There are 8 cases in literature reporting resolution of hyperprolactinaemia after removal of a uterine mass [3–10]. Six of the eight cases revealed leiomyomas on histopathology [3, 5–9]. Of the two other cases, histopathology revealed a low-grade mesenchymal tumour [4] and a uterine tumour resembling ovarian sex cord tumour [10]. Of the six leiomyomas reported, all women were premenopausal (25–47 years). All had no evidence of pituitary adenoma on MRI imaging. The time to diagnosis was 6 months up to 10 years from initial presentation, and the most common presenting complaint was an irregular menstrual cycle. All patients were treated with dopamine agonist therapy, either cabergoline or bromocriptine. The prolactin level continued to rise despite this in all cases (Table 2).
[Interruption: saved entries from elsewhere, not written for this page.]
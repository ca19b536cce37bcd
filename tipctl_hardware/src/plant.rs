//! First-order thermal model of a soldering tip.
//!
//! One shared `IronPlant` state backs the sensor and heater handles; time
//! advances lazily from the injected clock whenever either handle is used.
//! Faults can be injected at runtime through the plant handle.

use std::sync::{Arc, Mutex, MutexGuard};

use tipctl_traits::clock::{Clock, TICKS_PER_SECOND, Tick};
use tipctl_traits::{Heater, TipSensor};

use crate::error::HwError;

/// ADC full scale.
pub const ADC_FULL_SCALE: u16 = 0x7FFF;

/// Physical parameters of the simulated iron.
#[derive(Debug, Clone)]
pub struct PlantParams {
    pub ambient_c: i32,
    /// Highest temperature the tip sensor reports.
    pub tip_max_c: u32,
    pub heat_capacity_mj_per_c: u32,
    pub loss_mw_per_c: u32,
    pub heater_max_x10w: i32,
    pub counts_per_c: u32,
}

impl Default for PlantParams {
    fn default() -> Self {
        Self {
            ambient_c: 25,
            tip_max_c: 500,
            heat_capacity_mj_per_c: 1690,
            loss_mw_per_c: 25,
            heater_max_x10w: 650,
            counts_per_c: 60,
        }
    }
}

#[derive(Debug)]
struct PlantState {
    temp_c: f32,
    heater_x10w: i32,
    last_update: Tick,
    heater_disconnected: bool,
    adc_saturated: bool,
    driver_failing: bool,
    commits: u64,
}

/// Shared simulated iron: hand out `sensor()` and `heater()` to the controller,
/// keep the plant to inspect state and inject faults.
#[derive(Clone)]
pub struct IronPlant {
    params: Arc<PlantParams>,
    state: Arc<Mutex<PlantState>>,
    clock: Arc<dyn Clock + Send + Sync>,
}

impl core::fmt::Debug for IronPlant {
    fn fmt(&self, f: &mut core::fmt::Formatter<'_>) -> core::fmt::Result {
        f.debug_struct("IronPlant")
            .field("params", &self.params)
            .field("temp_c", &self.temp_c())
            .finish()
    }
}

impl IronPlant {
    pub fn new(params: PlantParams, clock: Arc<dyn Clock + Send + Sync>) -> Self {
        let now = clock.now();
        let ambient = params.ambient_c as f32;
        Self {
            params: Arc::new(params),
            state: Arc::new(Mutex::new(PlantState {
                temp_c: ambient,
                heater_x10w: 0,
                last_update: now,
                heater_disconnected: false,
                adc_saturated: false,
                driver_failing: false,
                commits: 0,
            })),
            clock,
        }
    }

    pub fn sensor(&self) -> SimTipSensor {
        SimTipSensor {
            plant: self.clone(),
        }
    }

    pub fn heater(&self) -> SimHeater {
        SimHeater {
            plant: self.clone(),
        }
    }

    pub fn params(&self) -> &PlantParams {
        &self.params
    }

    /// Current tip temperature (advances the model first).
    pub fn temp_c(&self) -> f32 {
        self.advanced().temp_c
    }

    /// Power the heater is currently driven at, in tenths of a watt.
    pub fn heater_x10w(&self) -> i32 {
        self.lock().heater_x10w
    }

    /// Number of successful heater commits (including `off`).
    pub fn commits(&self) -> u64 {
        self.lock().commits
    }

    /// Heater element open circuit: commands are accepted but produce no heat.
    pub fn disconnect_heater(&self) {
        tracing::warn!("sim: heater element disconnected");
        self.advanced().heater_disconnected = true;
    }

    /// Pin the ADC at full scale (e.g. open thermocouple).
    pub fn set_adc_saturated(&self, saturated: bool) {
        tracing::warn!(saturated, "sim: adc saturation changed");
        self.advanced().adc_saturated = saturated;
    }

    /// Make every heater command fail at the driver level.
    pub fn set_driver_failing(&self, failing: bool) {
        tracing::warn!(failing, "sim: heater driver failure changed");
        self.lock().driver_failing = failing;
    }

    /// Force the tip temperature (tests and scenario setup).
    pub fn set_temp_c(&self, temp_c: f32) {
        self.advanced().temp_c = temp_c;
    }

    fn lock(&self) -> MutexGuard<'_, PlantState> {
        // A panic while holding the lock leaves plain numeric state behind.
        self.state
            .lock()
            .unwrap_or_else(std::sync::PoisonError::into_inner)
    }

    /// Integrate the model up to now and return the locked state.
    fn advanced(&self) -> MutexGuard<'_, PlantState> {
        let now = self.clock.now();
        let mut st = self.lock();
        let dt_ticks = now.wrapping_sub(st.last_update);
        st.last_update = now;
        if dt_ticks == 0 {
            return st;
        }
        let p = &self.params;
        let dt_s = dt_ticks as f32 / TICKS_PER_SECOND as f32;
        let heat_w = if st.heater_disconnected {
            0.0
        } else {
            st.heater_x10w as f32 / 10.0
        };
        let loss_w = (p.loss_mw_per_c as f32 / 1000.0) * (st.temp_c - p.ambient_c as f32);
        let capacity_j_per_c = p.heat_capacity_mj_per_c as f32 / 1000.0;
        st.temp_c += (heat_w - loss_w) * dt_s / capacity_j_per_c;
        if st.temp_c < p.ambient_c as f32 {
            st.temp_c = p.ambient_c as f32;
        }
        st
    }
}

/// Tip sensor view of the plant.
#[derive(Debug, Clone)]
pub struct SimTipSensor {
    plant: IronPlant,
}

impl TipSensor for SimTipSensor {
    fn tip_temp_c(&mut self, _filtered: bool) -> u32 {
        let t = self.plant.temp_c().round().max(0.0) as u32;
        t.min(self.max_measurable_c())
    }

    fn raw_counts(&mut self) -> u16 {
        let st = self.plant.advanced();
        if st.adc_saturated {
            return ADC_FULL_SCALE;
        }
        let counts = st.temp_c.max(0.0) * self.plant.params.counts_per_c as f32;
        counts.min(f32::from(ADC_FULL_SCALE)) as u16
    }

    fn max_measurable_c(&self) -> u32 {
        let adc_limit = u32::from(ADC_FULL_SCALE) / self.plant.params.counts_per_c.max(1);
        self.plant.params.tip_max_c.min(adc_limit)
    }
}

/// Heater driver view of the plant. Power is clamped to the element's rating.
#[derive(Debug, Clone)]
pub struct SimHeater {
    plant: IronPlant,
}

impl SimHeater {
    fn drive(&mut self, x10_watts: i32) -> crate::error::Result<()> {
        let max = self.plant.params.heater_max_x10w;
        let mut st = self.plant.advanced();
        if st.driver_failing {
            return Err(HwError::Driver("gate driver not responding".into()));
        }
        st.heater_x10w = x10_watts.clamp(0, max);
        st.commits += 1;
        Ok(())
    }
}

impl Heater for SimHeater {
    fn set_x10_watts(
        &mut self,
        x10_watts: i32,
    ) -> Result<(), Box<dyn std::error::Error + Send + Sync>> {
        self.drive(x10_watts).map_err(Into::into)
    }

    fn off(&mut self) -> Result<(), Box<dyn std::error::Error + Send + Sync>> {
        self.drive(0).map_err(Into::into)
    }
}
The serum prolactin levels in all 6 patients returned to normal after removal of the leiomyomas, either through hysterectomy or myomectomy, which support the diagnosis of ectopic secretion of prolactin. However, of the 6 leiomyomas reported, only one case reported positive immunostaining for prolactin [3]. Four cases, including this case, did not exhibit immunostaining for prolactin [7–9], and two were not reported [5, 6].

In addition to the anterior pituitary, prolactin has been found to be synthesised and secreted by the uterine myometrium, decidua cells, and leiomyomas [11, 12]. There is evidence that prolactin from decidualised endometrial stroma has an important role in maintaining healthy pregnancies, while myometrial prolactin likely plays a role in maintaining regular menstrual cycles [13]. Two studies found that prolactin acts as an autocrine or paracrine growth factor for leiomyomas and myometrial cells, promoting their proliferation [14, 15]. However, each leiomyoma has been found to have different sensitivities to prolactin [16]. Another study found that prolactin secretion from leiomyoma is greater than myometrial prolactin secretion in the same patient [17]. In addition, prolactin secretion from a leiomyoma increases with time, whereas myometrial prolactin did not. The study also found that as prolactin secretion from a leiomyoma increased, the prolactin receptors on the leiomyoma also increased [17], which likely contributed to growth.

Dopamine receptors have also been found on leiomyomas, with overexpression of dopamine receptors correlating to proliferation of leiomyomas [18]. A study of patients with leiomyomas but no evidence of serum hyperprolactinaemia showed statistically significant shrinkage of the tumour with 0.5 mg of cabergoline once weekly for 6 weeks [19], confirming the presence of dopamine receptors. Another study found significant improvement in symptoms related to leiomyoma like per vaginal bleeding and pain, as well as a decrease in the size of the leiomyoma with cabergoline 0.5 mg per week for 3 months. All patients’s serum prolactin was tested prior to the study and found to be normal [16]. The leiomyoma in this case did not respond to either cabergoline. The leiomyomas in the other case reports also did not respond to dopamine agonist therapy. Letrozole (aromatase inhibitor) has also been reported to shrink the size of leiomyomas [18]. Letrozole in this case was only used for five days for ovulation induction, so it was not expected to affect the leiomyoma in this case.

Some leiomyomas appear to be more sensitive to prolactin as a growth factor causing unregulated growth and clinically significant hyperprolactinaemia. Complete resistance or paradoxical rise on dopamine agonists may act as a red flag for ectopic prolactin secretion. As discussed, leiomyomas with increased prolactin secretion also had increased prolactin receptors. Dopamine receptors have been found on leiomyomas, and shrinkage of some has been seen with dopamine agonist therapy in patients without hyperprolactinaemia. The leiomyoma in this case was sensitive to prolactin and hence continued to proliferate until hyperprolactinaemia was evident. As discussed, high levels of prolactin caused an increase in prolactin receptors on leiomyomas. It is plausible that while this leiomyoma may have had dopamine receptors, the unregulated proliferation of prolactin and significantly increased expression of prolactin receptors meant that it did not respond to dopamine agonist therapy. Further research is required to further determine the underlying cause of this phenomenon and diagnostic indicators.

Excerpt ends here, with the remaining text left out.